Creativity and Mental Health: How a Creative Practice Helps Us Take Control of Our Lives
Want to create change in your life? Start a creative practice.
The idea that you — regardless of your circumstances — have the power to choose your outcomes is a powerful mindset shift.
In his new book, “12 Notes: On Creativity and Life”, veteran musician Quincy Jones highlights how creative practice can help us discover our agency.
In an environment riddled with negative factors and where he had very limited control, music gave Jones a rare and necessary opportunity for him to exert power.
He writes, “I never had any control over my living situations, my nightmares, the angry folks who still called me the N-word, and no control over my future (or so I thought). However, nobody could tell me what tempo to begin my composition in or how many substitute chord changes I could play around with. The deeper I delved into composition and trumpet playing, the more I began to see what was possible, personally and musically.”
That should make us think carefully about the value of making art.

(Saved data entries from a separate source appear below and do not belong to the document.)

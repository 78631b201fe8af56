// ==========================================
// 冷链运输监控系统 - 领域模型层
// ==========================================
// 职责: 定义领域实体与类型
// 红线: 不含数据访问逻辑,不含引擎逻辑
// ==========================================

pub mod alert;
pub mod reading;
pub mod shipment;
pub mod timeline;
pub mod types;

// 重导出核心类型
pub use alert::Alert;
pub use reading::{
    ImportRowError, NewReading, RawReadingRecord, Reading, ReadingImportReport,
};
pub use shipment::{NewShipment, RangePolicy, Shipment};
pub use timeline::{AdvanceRequest, TimelineEvent};
pub use types::{
    AlertSeverity, AlertStatus, ClassificationLevel, MetricKind, ReadingSource, ShipmentStatus,
};
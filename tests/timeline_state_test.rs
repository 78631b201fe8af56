// ==========================================
// 时间线状态机测试
// ==========================================
// 测试范围:
// 1. 合法转移路径与非法转移拒绝
// 2. 终态后一律拒绝（事件与读数）
// 3. 序号严格递增且全序
// ==========================================

mod test_helpers;

use cold_chain_monitor::api::ApiError;
use cold_chain_monitor::domain::timeline::AdvanceRequest;
use cold_chain_monitor::domain::types::ShipmentStatus;
use test_helpers::{
    advance_to_in_transit, create_test_state, device_reading, register_frozen_shipment,
};

/// 推进辅助
async fn advance(
    state: &cold_chain_monitor::app::ServiceState,
    shipment_id: &str,
    status: ShipmentStatus,
    location: &str,
) -> Result<cold_chain_monitor::domain::timeline::TimelineEvent, ApiError> {
    state
        .monitor_api
        .advance_shipment(AdvanceRequest {
            shipment_id: shipment_id.to_string(),
            new_status: status,
            location: location.to_string(),
            occurred_at: None,
            note: None,
        })
        .await
}

// ==========================================
// 完整正向路径 + 序号严格递增
// ==========================================
#[tokio::test]
async fn test_forward_path_with_increasing_seq() {
    let (_tmp, state) = create_test_state();
    let shipment = register_frozen_shipment(&state).await;
    let id = &shipment.shipment_id;

    advance(&state, id, ShipmentStatus::Processing, "上海冷库").await.unwrap();
    advance(&state, id, ShipmentStatus::PickedUp, "上海冷库").await.unwrap();
    advance(&state, id, ShipmentStatus::InTransit, "G2 高速").await.unwrap();
    // 在途位置更新可重复
    advance(&state, id, ShipmentStatus::InTransit, "济南服务区").await.unwrap();
    advance(&state, id, ShipmentStatus::Delivered, "北京配送中心").await.unwrap();

    let timeline = state.query_api.list_timeline(id).unwrap();
    // 注册事件(CREATED) + 5 次推进
    assert_eq!(timeline.len(), 6);

    // 序号严格递增
    for pair in timeline.windows(2) {
        assert!(pair[1].seq > pair[0].seq, "seq 必须严格递增");
    }
    assert_eq!(timeline[0].status, ShipmentStatus::Created);
    assert_eq!(timeline[5].status, ShipmentStatus::Delivered);

    let current = state.query_api.get_shipment(id).unwrap().unwrap();
    assert_eq!(current.status, ShipmentStatus::Delivered);
}

// ==========================================
// 非法转移拒绝
// ==========================================
#[tokio::test]
async fn test_illegal_transitions_rejected() {
    let (_tmp, state) = create_test_state();
    let shipment = register_frozen_shipment(&state).await;
    let id = &shipment.shipment_id;

    // CREATED 不能直接在途/送达
    for target in [ShipmentStatus::InTransit, ShipmentStatus::Delivered, ShipmentStatus::AtRisk] {
        let err = advance(&state, id, target, "上海").await.unwrap_err();
        assert!(
            matches!(err, ApiError::IllegalTransition { .. }),
            "期望 IllegalTransition，实际 {:?}",
            err
        );
    }

    // 非法转移不产生事件
    let timeline = state.query_api.list_timeline(id).unwrap();
    assert_eq!(timeline.len(), 1);
    assert_eq!(timeline[0].status, ShipmentStatus::Created);
}

// ==========================================
// 终态后拒绝一切事件与读数
// ==========================================
#[tokio::test]
async fn test_terminal_rejects_events_and_readings() {
    let (_tmp, state) = create_test_state();
    let shipment = register_frozen_shipment(&state).await;
    let id = &shipment.shipment_id;

    advance_to_in_transit(&state, id).await;
    advance(&state, id, ShipmentStatus::Delivered, "北京配送中心").await.unwrap();

    // 终态后推进 → ShipmentTerminal
    let err = advance(&state, id, ShipmentStatus::InTransit, "北京").await.unwrap_err();
    assert!(matches!(err, ApiError::ShipmentTerminal(_)));

    let err = advance(&state, id, ShipmentStatus::Cancelled, "北京").await.unwrap_err();
    assert!(matches!(err, ApiError::ShipmentTerminal(_)));

    // 终态后读数 → ShipmentTerminal
    let err = state
        .monitor_api
        .submit_reading(device_reading(id, -19.0, 0))
        .await
        .unwrap_err();
    assert!(matches!(err, ApiError::ShipmentTerminal(_)));
}

// ==========================================
// 取消可从任何非终态进入
// ==========================================
#[tokio::test]
async fn test_cancel_from_any_nonterminal_state() {
    // 刚注册即取消
    let (_tmp, state) = create_test_state();
    let shipment = register_frozen_shipment(&state).await;
    advance(&state, &shipment.shipment_id, ShipmentStatus::Cancelled, "上海").await.unwrap();

    let current = state
        .query_api
        .get_shipment(&shipment.shipment_id)
        .unwrap()
        .unwrap();
    assert_eq!(current.status, ShipmentStatus::Cancelled);

    // 在途取消
    let shipment2 = register_frozen_shipment(&state).await;
    advance_to_in_transit(&state, &shipment2.shipment_id).await;
    advance(&state, &shipment2.shipment_id, ShipmentStatus::Cancelled, "济南").await.unwrap();

    let current = state
        .query_api
        .get_shipment(&shipment2.shipment_id)
        .unwrap()
        .unwrap();
    assert_eq!(current.status, ShipmentStatus::Cancelled);
}

// ==========================================
// 提货直达（PICKED_UP → DELIVERED 短驳场景）
// ==========================================
#[tokio::test]
async fn test_delivered_directly_from_picked_up() {
    let (_tmp, state) = create_test_state();
    let shipment = register_frozen_shipment(&state).await;
    let id = &shipment.shipment_id;

    advance(&state, id, ShipmentStatus::Processing, "上海冷库").await.unwrap();
    advance(&state, id, ShipmentStatus::PickedUp, "上海冷库").await.unwrap();
    advance(&state, id, ShipmentStatus::Delivered, "同城仓").await.unwrap();

    let current = state.query_api.get_shipment(id).unwrap().unwrap();
    assert_eq!(current.status, ShipmentStatus::Delivered);
}

// ==========================================
// 不存在的运单
// ==========================================
#[tokio::test]
async fn test_advance_unknown_shipment() {
    let (_tmp, state) = create_test_state();

    let err = advance(&state, "no-such-shipment", ShipmentStatus::Processing, "上海")
        .await
        .unwrap_err();
    assert!(matches!(err, ApiError::NotFound(_)));
}
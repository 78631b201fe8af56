// ==========================================
// 冷链运输监控系统 - 引擎层错误类型
// ==========================================
// 职责: 定义监控引擎错误分类
// 红线: 任何拒绝必须返回类型化错误，不允许静默吞掉
// 工具: thiserror 派生宏
// ==========================================

use crate::domain::types::ShipmentStatus;
use crate::repository::error::RepositoryError;
use thiserror::Error;

/// 引擎层错误类型
#[derive(Error, Debug)]
pub enum EngineError {
    // ===== 输入错误（调用方修正后可重试）=====
    #[error("无效读数: {0}")]
    InvalidReading(String),

    #[error("无效策略: {0}")]
    InvalidPolicy(String),

    // ===== 配置缺口（暴露给运维，不自动重试）=====
    #[error("策略未找到: cargo_type={cargo_type}")]
    PolicyNotFound { cargo_type: String },

    #[error("配置读取失败: {0}")]
    Configuration(String),

    // ===== 状态机错误（逻辑错误，直接返回调用方）=====
    #[error("非法状态转移: from={from} to={to}")]
    IllegalTransition {
        from: ShipmentStatus,
        to: ShipmentStatus,
    },

    #[error("运单已终止: shipment_id={shipment_id}")]
    ShipmentTerminal { shipment_id: String },

    #[error("运单不存在: shipment_id={shipment_id}")]
    ShipmentNotFound { shipment_id: String },

    // ===== 持久化超时（瞬时错误，幂等键保证重试安全）=====
    #[error("持久化超时: {0}")]
    PersistenceTimeout(String),

    // ===== 通用错误 =====
    #[error("仓储错误: {0}")]
    Repository(RepositoryError),

    #[error("内部错误: {0}")]
    Internal(String),

    #[error(transparent)]
    Other(#[from] anyhow::Error),
}

// 实现 From<RepositoryError>
// 目的: busy_timeout 到期统一上浮为 PersistenceTimeout
impl From<RepositoryError> for EngineError {
    fn from(err: RepositoryError) -> Self {
        match err {
            RepositoryError::Timeout(msg) => EngineError::PersistenceTimeout(msg),
            other => EngineError::Repository(other),
        }
    }
}

/// Result 类型别名
pub type EngineResult<T> = Result<T, EngineError>;
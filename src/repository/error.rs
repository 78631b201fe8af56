// ==========================================
// 冷链运输监控系统 - 仓储层错误类型
// ==========================================
// 工具: thiserror 派生宏
// ==========================================

use thiserror::Error;

/// 仓储层错误类型
#[derive(Error, Debug)]
pub enum RepositoryError {
    // ===== 数据库错误 =====
    #[error("记录未找到: {entity} with id={id}")]
    NotFound { entity: String, id: String },

    #[error("数据库连接失败: {0}")]
    DatabaseConnectionError(String),

    #[error("数据库锁获取失败: {0}")]
    LockError(String),

    #[error("数据库事务失败: {0}")]
    DatabaseTransactionError(String),

    #[error("数据库查询失败: {0}")]
    DatabaseQueryError(String),

    #[error("唯一约束违反: {0}")]
    UniqueConstraintViolation(String),

    #[error("外键约束违反: {0}")]
    ForeignKeyViolation(String),

    // ===== 持久化超时 =====
    // busy_timeout 到期（SQLITE_BUSY/LOCKED），写入未落库，调用方可安全重试
    #[error("持久化超时: {0}")]
    Timeout(String),

    // ===== 数据质量错误 =====
    #[error("数据验证失败: {0}")]
    ValidationError(String),

    #[error("字段值错误 (field={field}): {message}")]
    FieldValueError { field: String, message: String },

    // ===== 通用错误 =====
    #[error("内部错误: {0}")]
    InternalError(String),

    #[error(transparent)]
    Other(#[from] anyhow::Error),
}

// 实现 From<rusqlite::Error>
impl From<rusqlite::Error> for RepositoryError {
    fn from(err: rusqlite::Error) -> Self {
        use rusqlite::ErrorCode;

        if let Some(code) = err.sqlite_error_code() {
            if matches!(code, ErrorCode::DatabaseBusy | ErrorCode::DatabaseLocked) {
                return RepositoryError::Timeout(err.to_string());
            }
        }

        match err {
            rusqlite::Error::SqliteFailure(_, Some(msg)) => {
                if msg.contains("UNIQUE") {
                    RepositoryError::UniqueConstraintViolation(msg)
                } else if msg.contains("FOREIGN KEY") {
                    RepositoryError::ForeignKeyViolation(msg)
                } else {
                    RepositoryError::DatabaseQueryError(msg)
                }
            }
            rusqlite::Error::QueryReturnedNoRows => RepositoryError::NotFound {
                entity: "Unknown".to_string(),
                id: "Unknown".to_string(),
            },
            _ => RepositoryError::DatabaseQueryError(err.to_string()),
        }
    }
}

/// Result 类型别名
pub type RepositoryResult<T> = Result<T, RepositoryError>;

The value isn’t the art itself, but the process of discovery it affords us. That discovery can catalyze growth in other areas of our life.
Jones continues: “The increasing amount of exposure to an idea that I could steer my life in a positive direction was enough for me to cling to and fight for. Subconsciously, the sense of hope slowly began to permeate other areas of my mind, body, soul, and created space for an unexpected amount of potential… My thoughts were no longer consumed by purposeless activity, but by dedicated curiosity. It was as if someone had lit a flame within me and I could finally see what had been lurking in the shadows.”
A creative practice helps us practice creating our lives.